What to do:
Find the line that contains "let err = PromiseError::Rejected". Then set down that line and all the lines after it, to the end of the records, exactly and with nothing added.

Data shown:

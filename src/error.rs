//! Error types for the pledge promise runtime
//!
//! Invalid-state and configuration errors are distinct from business
//! rejections, which carry the settled [`Outcome`] and, when available,
//! a handle to the promise that produced it.

use crate::outcome::Outcome;
use crate::promise::Promise;
use std::any::Any;
use std::sync::Arc;
use thiserror::Error;

/// Top-level error type for all promise runtime errors
#[derive(Debug, Error)]
pub enum PromiseError {
    /// An operation was attempted in a state that forbids it, such as
    /// launching the same promise twice.
    #[error("invalid promise state: {0}")]
    InvalidState(&'static str),

    /// A blocking wait was requested on the unconfined dispatcher. The
    /// calling thread is the only thread that could service the
    /// completion, so this fails fast instead of deadlocking.
    #[error("blocking wait is forbidden on the unconfined dispatcher")]
    AwaitUnconfined,

    /// The id generator cycle is outside the 19-bit time window.
    #[error("id cycle out of range 1..=524287: {0}")]
    InvalidCycle(u32),

    /// The promise settled with a non-success outcome.
    #[error("promise rejected: {outcome}")]
    Rejected {
        promise: Option<Arc<Promise>>,
        outcome: Outcome,
    },

    /// An internal invariant was violated.
    #[error("internal error: {0}")]
    Internal(String),
}

impl PromiseError {
    /// Returns the rejection outcome when this error is a business
    /// rejection.
    pub fn outcome(&self) -> Option<&Outcome> {
        match self {
            PromiseError::Rejected { outcome, .. } => Some(outcome),
            _ => None,
        }
    }
}

/// Extracts a printable message from a captured panic payload.
pub(crate) fn panic_message(panic: Box<dyn Any + Send>) -> String {
    if let Some(s) = panic.downcast_ref::<&str>() {
        (*s).to_string()
    } else if let Some(s) = panic.downcast_ref::<String>() {
        s.clone()
    } else {
        "unknown panic".to_string()
    }
}

#[cfg(test)]
mod tests {
    use super::*;

    #[test]
    fn test_rejected_carries_outcome() {
        let err = PromiseError::Rejected {
            promise: None,
            outcome: Outcome::timeout(),
        };
        assert!(err.outcome().is_some());
        assert!(err.outcome().unwrap().is(crate::outcome::codes::TIMEOUT));
    }

    #[test]
    fn test_panic_message_str() {
        let payload: Box<dyn Any + Send> = Box::new("boom");
        assert_eq!(panic_message(payload), "boom");
    }

    #[test]
    fn test_panic_message_string() {
        let payload: Box<dyn Any + Send> = Box::new(String::from("kaput"));
        assert_eq!(panic_message(payload), "kaput");
    }
}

Output for this task:
        let err = PromiseError::Rejected {
            promise: None,
            outcome: Outcome::timeout(),
        };
        assert!(err.outcome().is_some());
        assert!(err.outcome().unwrap().is(crate::outcome::codes::TIMEOUT));
    }

    #[test]
    fn test_panic_message_str() {
        let payload: Box<dyn Any + Send> = Box::new("boom");
        assert_eq!(panic_message(payload), "boom");
    }

    #[test]
    fn test_panic_message_string() {
        let payload: Box<dyn Any + Send> = Box::new(String::from("kaput"));
        assert_eq!(panic_message(payload), "kaput");
    }
}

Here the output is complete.